**WHAT TO DO**
Reproduce, please, only the lines from the first line below to the line containing "register before verifying.", inclusive.

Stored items

*****

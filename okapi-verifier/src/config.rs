//! Configuration for verifier supervision.

use std::{collections::BTreeSet, path::PathBuf};

use serde::{Deserialize, Serialize};

/// The transport carrying verifier sessions.
#[derive(Copy, Clone, Debug, Eq, PartialEq, Deserialize, Serialize)]
#[serde(rename_all = "lowercase")]
pub enum TransportKind {
    /// A TCP listener bound to an ephemeral localhost port.
    Tcp,

    /// A unix domain socket inside a fresh owner-only temporary directory.
    #[cfg(unix)]
    Unix,
}

/// Configuration for the supervised verifier process.
#[derive(Clone, Debug, Deserialize, Serialize)]
#[serde(deny_unknown_fields, default)]
pub struct Config {
    /// The verifier executable to launch.
    ///
    /// Can be a bare program name, resolved through `PATH`, or an absolute
    /// path.
    pub verifier_path: PathBuf,

    /// The node base directory.
    ///
    /// The verifier process runs with this directory as its working
    /// directory, and its output is appended to log files under
    /// `logs/` inside it.
    pub base_dir: PathBuf,

    /// The transport used to carry verifier sessions.
    ///
    /// Both transports are loopback-only; the verifier is always a child
    /// process on the same machine.
    pub transport: TransportKind,

    /// The log level handed to the verifier process on its command line.
    pub verifier_log_level: String,

    /// Fully-qualified names of custom serializers the verifier must
    /// register before verifying.
    pub custom_serializers: BTreeSet<String>,

    /// Fully-qualified names making up the serialization whitelist.
    pub serialization_whitelist: BTreeSet<String>,

    /// An alternative serialization scheme for the verifier to install, if
    /// any.
    pub custom_serialization_scheme: Option<String>,
}

impl Default for Config {
    fn default() -> Config {
        Config {
            verifier_path: "okapi-verifier-sandbox".into(),
            base_dir: ".".into(),
            #[cfg(unix)]
            transport: TransportKind::Unix,
            #[cfg(not(unix))]
            transport: TransportKind::Tcp,
            verifier_log_level: "info".to_string(),
            custom_serializers: BTreeSet::new(),
            serialization_whitelist: BTreeSet::new(),
            custom_serialization_scheme: None,
        }
    }
}
use std::{convert::TryInto, io};

use byteorder::{LittleEndian, ReadBytesExt};

use super::{SerializationError, MAX_PROTOCOL_MESSAGE_LEN};

/// Extends [`Read`] with methods for reading Okapi wire types.
///
/// [`Read`]: https://doc.rust-lang.org/std/io/trait.Read.html
pub trait ReadOkapiExt: io::Read {
    /// Reads a `u64` using the variable-length `CompactSize` encoding.
    ///
    /// # Security
    ///
    /// Deserialized sizes must be validated before being used.
    ///
    /// Preallocating vectors using untrusted `CompactSize`s allows memory
    /// denial of service attacks. Valid sizes must be less than
    /// `MAX_PROTOCOL_MESSAGE_LEN / min_serialized_item_bytes` (or a lower
    /// limit specified by the protocol).
    ///
    /// As a defence-in-depth for memory preallocation attacks, sizes greater
    /// than the protocol message length limit are rejected here. (These sizes
    /// should be impossible, because each array item takes at least one
    /// byte.)
    ///
    /// # Examples
    ///
    /// ```
    /// use okapi_chain::serialization::ReadOkapiExt;
    ///
    /// use std::io::Cursor;
    /// assert_eq!(
    ///     0x12,
    ///     Cursor::new(b"\x12")
    ///         .read_compactsize().unwrap()
    /// );
    /// assert_eq!(
    ///     0xfd,
    ///     Cursor::new(b"\xfd\xfd\x00")
    ///         .read_compactsize().unwrap()
    /// );
    /// assert_eq!(
    ///     0xaafd,
    ///     Cursor::new(b"\xfd\xfd\xaa")
    ///         .read_compactsize().unwrap()
    /// );
    /// ```
    ///
    /// Sizes greater than the maximum protocol message length are invalid,
    /// they return a `Parse` error:
    /// ```
    /// # use okapi_chain::serialization::ReadOkapiExt;
    /// # use std::io::Cursor;
    /// Cursor::new(b"\xfe\x00\x00\x00\x05").read_compactsize().unwrap_err();
    /// Cursor::new(b"\xff\xfd\xaa\xbb\xcc\x22\x00\x00\x00").read_compactsize().unwrap_err();
    /// ```
    #[inline]
    fn read_compactsize(&mut self) -> Result<u64, SerializationError> {
        use SerializationError::Parse;
        let flag_byte = self.read_u8()?;
        let size = match flag_byte {
            n @ 0x00..=0xfc => Ok(n as u64),
            0xfd => match self.read_u16::<LittleEndian>()? {
                n @ 0x0000_00fd..=0x0000_ffff => Ok(n as u64),
                _ => Err(Parse("non-canonical compactsize")),
            },
            0xfe => match self.read_u32::<LittleEndian>()? {
                n @ 0x0001_0000..=0xffff_ffff => Ok(n as u64),
                _ => Err(Parse("non-canonical compactsize")),
            },
            0xff => match self.read_u64::<LittleEndian>()? {
                n @ 0x1_0000_0000..=0xffff_ffff_ffff_ffff => Ok(n),
                _ => Err(Parse("non-canonical compactsize")),
            },
        }?;

        // # Security
        // Defence-in-depth for memory DoS via preallocation.
        if size
            > MAX_PROTOCOL_MESSAGE_LEN
                .try_into()
                .expect("usize fits in u64")
        {
            Err(Parse("compactsize larger than protocol message limit"))?;
        }

        Ok(size)
    }

    /// Convenience method to read a `[u8; 4]`.
    #[inline]
    fn read_4_bytes(&mut self) -> io::Result<[u8; 4]> {
        let mut bytes = [0; 4];
        self.read_exact(&mut bytes)?;
        Ok(bytes)
    }

    /// Convenience method to read a `[u8; 12]`.
    #[inline]
    fn read_12_bytes(&mut self) -> io::Result<[u8; 12]> {
        let mut bytes = [0; 12];
        self.read_exact(&mut bytes)?;
        Ok(bytes)
    }

    /// Convenience method to read a `[u8; 32]`.
    #[inline]
    fn read_32_bytes(&mut self) -> io::Result<[u8; 32]> {
        let mut bytes = [0; 32];
        self.read_exact(&mut bytes)?;
        Ok(bytes)
    }
}

/// Mark all types implementing `Read` as implementing the extension.
impl<R: io::Read + ?Sized> ReadOkapiExt for R {}
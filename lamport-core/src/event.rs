//! Session notifications.
//!
//! Events are fire-and-forget: presentation layers subscribe to them, but
//! nothing they do feeds back into the protocol.

use std::fmt;
use std::net::SocketAddr;

use chrono::{DateTime, Utc};
use lamport_auth::ChainHash;
use serde::{Deserialize, Serialize};
use uuid::Uuid;

use crate::session::TerminationReason;

/// Unique identifier for a verifier session.
#[derive(Debug, Clone, Copy, PartialEq, Eq, Hash, Serialize, Deserialize)]
#[serde(transparent)]
pub struct SessionId(pub Uuid);

impl SessionId {
    /// Create a new random session ID.
    pub fn new() -> Self {
        Self(Uuid::new_v4())
    }

    pub fn as_uuid(&self) -> Uuid {
        self.0
    }
}

impl Default for SessionId {
    fn default() -> Self {
        Self::new()
    }
}

impl fmt::Display for SessionId {
    fn fmt(&self, f: &mut fmt::Formatter<'_>) -> fmt::Result {
        write!(f, "{}", self.0)
    }
}

/// A timestamped notification from a session.
#[derive(Debug, Clone, PartialEq, Serialize, Deserialize)]
pub struct SessionEvent {
    /// Session the event belongs to.
    pub session: SessionId,
    /// When this event occurred.
    pub ts: DateTime<Utc>,
    /// The event payload.
    #[serde(flatten)]
    pub kind: SessionEventKind,
}

impl SessionEvent {
    /// Create an event stamped with the current time.
    pub fn new(session: SessionId, kind: SessionEventKind) -> Self {
        Self {
            session,
            ts: Utc::now(),
            kind,
        }
    }

    /// Returns true if this event ends the session.
    pub fn is_final(&self) -> bool {
        self.kind.is_final()
    }
}

/// The kind/payload of a session event.
#[derive(Debug, Clone, PartialEq, Serialize, Deserialize)]
#[serde(tag = "type", rename_all = "snake_case")]
pub enum SessionEventKind {
    // ── Connection ────────────────────────────────────────────────────────
    /// A prover connected and was admitted.
    Connected { peer: SocketAddr },

    /// A connection arrived while a session was live and was closed.
    ConnectionRejected { peer: SocketAddr },

    /// The transport closed after the session ended.
    Disconnected,

    // ── Authentication ────────────────────────────────────────────────────
    /// The prover's commitment was stored.
    CommitmentReceived { commitment: ChainHash },

    AuthenticationStarted,

    /// A challenge index was written to the prover.
    ChallengeSent { challenge: u32 },

    /// Outcome of checking the response to `challenge`.
    VerificationResult { challenge: u32, accepted: bool },

    AuthenticationStopped,

    /// Every challenge in the chain was answered.
    AuthenticationCompleted,

    /// The session ended without completing.
    Terminated { reason: TerminationReason },
}

impl SessionEventKind {
    /// Returns true if no further protocol events follow this one.
    pub fn is_final(&self) -> bool {
        matches!(
            self,
            Self::AuthenticationCompleted | Self::Terminated { .. }
        )
    }
}
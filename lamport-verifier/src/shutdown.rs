//! Shutdown coordination between the accept loop, the live session and the
//! process entry point.

use std::sync::Arc;

use tokio::sync::watch;

/// Trigger side. Cloneable; any clone may trigger.
#[derive(Debug, Clone)]
pub struct Shutdown {
    sender: Arc<watch::Sender<bool>>,
}

/// Listener side. A signal created after the trigger still observes it.
#[derive(Debug, Clone)]
pub struct ShutdownSignal {
    receiver: watch::Receiver<bool>,
}

impl Shutdown {
    pub fn new() -> Self {
        let (sender, _) = watch::channel(false);
        Self {
            sender: Arc::new(sender),
        }
    }

    pub fn signal(&self) -> ShutdownSignal {
        ShutdownSignal {
            receiver: self.sender.subscribe(),
        }
    }

    /// Trigger shutdown. Idempotent.
    pub fn trigger(&self) {
        self.sender.send_replace(true);
    }

    #[must_use]
    pub fn is_triggered(&self) -> bool {
        *self.sender.borrow()
    }
}

impl Default for Shutdown {
    fn default() -> Self {
        Self::new()
    }
}

impl ShutdownSignal {
    /// Wait until shutdown is triggered. Cancel-safe.
    pub async fn wait(&mut self) {
        // Err means every trigger was dropped; nobody can shut us down anymore
        if self.receiver.wait_for(|triggered| *triggered).await.is_err() {
            std::future::pending::<()>().await;
        }
    }
}
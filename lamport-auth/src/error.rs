//! Hash-chain error types.

/// Errors raised by chain construction and OTP lookup.
///
/// All of these are contract violations on the caller's side; none are
/// recoverable by retrying the same call.
#[derive(Debug, Clone, PartialEq, Eq, thiserror::Error)]
#[non_exhaustive]
pub enum ChainError {
    /// The requested chain length is below 1.
    #[error("invalid chain length: {len}")]
    InvalidLength { len: u32 },

    /// The challenge index is outside `1..=max`.
    #[error("challenge {challenge} out of range (valid: 1..={max})")]
    ChallengeOutOfRange { challenge: u32, max: u32 },

    /// No chain has been built yet.
    #[error("hash chain not initialized")]
    NotInitialized,

    /// The seed has no content.
    #[error("seed is empty")]
    EmptySeed,

    /// Text is not a 64-character hex SHA-256 digest.
    #[error("malformed hash")]
    MalformedHash,
}
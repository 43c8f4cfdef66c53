//! Protocol payloads.
//!
//! | Direction          | Payload              | Encoding                    |
//! |--------------------|----------------------|-----------------------------|
//! | prover → verifier  | commitment, response | 64 ASCII hex characters     |
//! | verifier → prover  | challenge index      | 4-byte big-endian `i32`, > 0 |
//!
//! Each payload travels in its own frame (see [`crate::framing`]).

use std::io;

use lamport_auth::chain::HEX_LEN;
use lamport_auth::ChainHash;
use tokio::io::AsyncWrite;

use crate::framing::write_frame;

/// Size of an encoded challenge.
pub const CHALLENGE_LEN: usize = 4;

/// A payload that does not decode.
///
/// These are per-message errors: the stream itself is still in sync, so the
/// receiver may log and drop the message.
#[derive(Debug, Clone, PartialEq, Eq, thiserror::Error)]
#[non_exhaustive]
pub enum WireError {
    #[error("payload is {actual} bytes, expected {expected}")]
    InvalidLength { expected: usize, actual: usize },

    #[error("hash payload is not hex")]
    InvalidHex,

    #[error("challenge must be positive, got {0}")]
    NonPositiveChallenge(i32),

    #[error("challenge {0} does not fit the wire format")]
    ChallengeOverflow(u32),
}

/// Encode a challenge index.
///
/// # Errors
///
/// `WireError::NonPositiveChallenge` for 0, `WireError::ChallengeOverflow`
/// above `i32::MAX`.
pub fn encode_challenge(challenge: u32) -> Result<[u8; CHALLENGE_LEN], WireError> {
    let value = i32::try_from(challenge).map_err(|_| WireError::ChallengeOverflow(challenge))?;
    if value <= 0 {
        return Err(WireError::NonPositiveChallenge(value));
    }
    Ok(value.to_be_bytes())
}

/// Decode a challenge index.
pub fn decode_challenge(payload: &[u8]) -> Result<u32, WireError> {
    let bytes: [u8; CHALLENGE_LEN] = payload.try_into().map_err(|_| WireError::InvalidLength {
        expected: CHALLENGE_LEN,
        actual: payload.len(),
    })?;
    let value = i32::from_be_bytes(bytes);
    if value <= 0 {
        return Err(WireError::NonPositiveChallenge(value));
    }
    Ok(value as u32)
}

/// Encode a commitment or response as upper-case hex text.
pub fn encode_hash(hash: &ChainHash) -> String {
    hash.to_hex()
}

/// Decode a commitment or response.
pub fn decode_hash(payload: &[u8]) -> Result<ChainHash, WireError> {
    if payload.len() != HEX_LEN {
        return Err(WireError::InvalidLength {
            expected: HEX_LEN,
            actual: payload.len(),
        });
    }
    let text = std::str::from_utf8(payload).map_err(|_| WireError::InvalidHex)?;
    ChainHash::from_hex(text).map_err(|_| WireError::InvalidHex)
}

/// Frame and write a challenge.
///
/// An unencodable index surfaces as `InvalidInput`.
pub async fn write_challenge<W: AsyncWrite + Unpin>(writer: &mut W, challenge: u32) -> io::Result<()> {
    let payload =
        encode_challenge(challenge).map_err(|e| io::Error::new(io::ErrorKind::InvalidInput, e))?;
    write_frame(writer, &payload).await
}

/// Frame and write a commitment or response.
pub async fn write_hash<W: AsyncWrite + Unpin>(writer: &mut W, hash: &ChainHash) -> io::Result<()> {
    write_frame(writer, encode_hash(hash).as_bytes()).await
}
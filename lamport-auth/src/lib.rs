//! Pure Lamport hash-chain authentication library.
//!
//! This crate is intentionally IO-free:
//! - No filesystem operations
//! - No network calls
//! - No logging
//!
//! The only side effect is drawing seed bytes from the operating system
//! CSPRNG in [`Seed::generate`].
//!
//! # Example
//!
//! ```
//! use lamport_auth::{ProverIdentity, Seed, VerifierState};
//!
//! // Prover builds a chain and commits to its tail
//! let mut prover = ProverIdentity::new();
//! prover.init(&Seed::from_text("seed"), 5).unwrap();
//!
//! // Verifier anchors on the commitment
//! let mut verifier = VerifierState::new();
//! verifier.accept_commitment(*prover.commitment().unwrap());
//!
//! // Challenge 1 reveals the second-to-last link
//! let challenge = verifier.issue_challenge();
//! let otp = prover.otp_for(challenge).unwrap();
//! assert!(verifier.verify(otp));
//! ```

pub mod chain;
pub mod error;
pub mod prover;
pub mod verifier;

pub use chain::{build_chain, generate_seed, ChainHash, HashChain, Seed, DEFAULT_SEED_SIZE};
pub use error::ChainError;
pub use prover::ProverIdentity;
pub use verifier::VerifierState;
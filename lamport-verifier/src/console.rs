//! Line-oriented operator console.

use std::fmt;
use std::str::FromStr;

/// A command typed at the verifier console.
#[derive(Debug, Clone, Copy, PartialEq, Eq)]
pub enum ConsoleCommand {
    Start,
    Stop,
    Disconnect,
    Quit,
}

/// Input that is not a console command.
#[derive(Debug, Clone, PartialEq, Eq, thiserror::Error)]
#[error("unknown command '{0}' (expected start, stop, disconnect or quit)")]
pub struct UnknownCommand(pub String);

impl FromStr for ConsoleCommand {
    type Err = UnknownCommand;

    fn from_str(s: &str) -> Result<Self, Self::Err> {
        match s.trim().to_ascii_lowercase().as_str() {
            "start" => Ok(Self::Start),
            "stop" => Ok(Self::Stop),
            "disconnect" => Ok(Self::Disconnect),
            "quit" | "exit" => Ok(Self::Quit),
            _ => Err(UnknownCommand(s.trim().to_string())),
        }
    }
}

impl fmt::Display for ConsoleCommand {
    fn fmt(&self, f: &mut fmt::Formatter<'_>) -> fmt::Result {
        let name = match self {
            Self::Start => "start",
            Self::Stop => "stop",
            Self::Disconnect => "disconnect",
            Self::Quit => "quit",
        };
        f.write_str(name)
    }
}
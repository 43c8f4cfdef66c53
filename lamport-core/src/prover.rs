//! Prover session state machine.
//!
//! ```text
//! Connecting → Connected → AwaitingChallenge ⇄ Responding → Disconnected
//! ```
//!
//! The prover answers exactly the index it is asked for. It does not check
//! that challenges increase; the verifier owns ordering.

use lamport_auth::{ChainError, ChainHash, ProverIdentity, Seed};

use crate::session::InvalidTransition;

/// Lifecycle phase of a prover session.
#[derive(Debug, Clone, Copy, PartialEq, Eq, Hash)]
pub enum ProverPhase {
    Connecting,
    /// Transport is up; the chain is being built.
    Connected,
    AwaitingChallenge,
    /// An OTP was produced and is being written.
    Responding,
    Disconnected,
}

/// Errors from the prover state machine.
#[derive(Debug, Clone, PartialEq, Eq, thiserror::Error)]
#[non_exhaustive]
pub enum ProverError {
    #[error(transparent)]
    Transition(#[from] InvalidTransition<ProverPhase>),

    #[error(transparent)]
    Chain(#[from] ChainError),
}

/// Prover-side session for one connection to the verifier.
#[derive(Debug)]
pub struct ProverSession {
    phase: ProverPhase,
    identity: ProverIdentity,
    chain_len: u32,
    answered: u32,
}

impl ProverSession {
    /// Create a session that will build a chain of `chain_len` links.
    pub fn new(chain_len: u32) -> Self {
        Self {
            phase: ProverPhase::Connecting,
            identity: ProverIdentity::new(),
            chain_len,
            answered: 0,
        }
    }

    #[must_use]
    pub fn phase(&self) -> ProverPhase {
        self.phase
    }

    #[must_use]
    pub fn chain_len(&self) -> u32 {
        self.chain_len
    }

    /// Number of challenges answered so far.
    #[must_use]
    pub fn answered(&self) -> u32 {
        self.answered
    }

    fn invalid(&self, event: &'static str, reason: &str) -> InvalidTransition<ProverPhase> {
        InvalidTransition {
            from: self.phase,
            event,
            reason: reason.into(),
        }
    }

    /// The transport connected. Builds a fresh chain from `seed` and returns
    /// the commitment to send.
    /// Transition: Connecting → Connected → AwaitingChallenge
    ///
    /// # Errors
    ///
    /// `ProverError::Transition` outside `Connecting`; `ProverError::Chain`
    /// if the chain cannot be built, in which case the phase stays
    /// `Connected`.
    pub fn on_connected(&mut self, seed: &Seed) -> Result<ChainHash, ProverError> {
        if self.phase != ProverPhase::Connecting {
            return Err(self.invalid("Connected", "session must be Connecting").into());
        }
        self.phase = ProverPhase::Connected;
        self.identity.init(seed, self.chain_len)?;
        let commitment = *self.identity.commitment()?;
        self.phase = ProverPhase::AwaitingChallenge;
        Ok(commitment)
    }

    /// Produce the OTP for `challenge`.
    /// Transition: AwaitingChallenge → Responding
    ///
    /// # Errors
    ///
    /// `ProverError::Chain` with `ChallengeOutOfRange` if the index is not
    /// in `1..n`; the phase is unchanged.
    pub fn on_challenge(&mut self, challenge: u32) -> Result<ChainHash, ProverError> {
        if self.phase != ProverPhase::AwaitingChallenge {
            return Err(self
                .invalid("Challenge", "session must be AwaitingChallenge")
                .into());
        }
        let otp = *self.identity.otp_for(challenge)?;
        self.phase = ProverPhase::Responding;
        Ok(otp)
    }

    /// The response was written. Transition: Responding → AwaitingChallenge
    pub fn response_sent(&mut self) -> Result<(), InvalidTransition<ProverPhase>> {
        if self.phase != ProverPhase::Responding {
            return Err(self.invalid("ResponseSent", "session must be Responding"));
        }
        self.answered = self.answered.saturating_add(1);
        self.phase = ProverPhase::AwaitingChallenge;
        Ok(())
    }

    /// The transport closed. Discards the chain. Transition: any → Disconnected
    pub fn on_disconnected(&mut self) {
        self.identity.discard();
        self.phase = ProverPhase::Disconnected;
    }
}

*****

**EXERCISE RESULT**
filename okapi-verifier/src/config.rs
//! Configuration for verifier supervision.

use std::{collections::BTreeSet, path::PathBuf};

use serde::{Deserialize, Serialize};

/// The transport carrying verifier sessions.
#[derive(Copy, Clone, Debug, Eq, PartialEq, Deserialize, Serialize)]
#[serde(rename_all = "lowercase")]
pub enum TransportKind {
    /// A TCP listener bound to an ephemeral localhost port.
    Tcp,

    /// A unix domain socket inside a fresh owner-only temporary directory.
    #[cfg(unix)]
    Unix,
}

/// Configuration for the supervised verifier process.
#[derive(Clone, Debug, Deserialize, Serialize)]
#[serde(deny_unknown_fields, default)]
pub struct Config {
    /// The verifier executable to launch.
    ///
    /// Can be a bare program name, resolved through `PATH`, or an absolute
    /// path.
    pub verifier_path: PathBuf,

    /// The node base directory.
    ///
    /// The verifier process runs with this directory as its working
    /// directory, and its output is appended to log files under
    /// `logs/` inside it.
    pub base_dir: PathBuf,

    /// The transport used to carry verifier sessions.
    ///
    /// Both transports are loopback-only; the verifier is always a child
    /// process on the same machine.
    pub transport: TransportKind,

    /// The log level handed to the verifier process on its command line.
    pub verifier_log_level: String,

    /// Fully-qualified names of custom serializers the verifier must
    /// register before verifying.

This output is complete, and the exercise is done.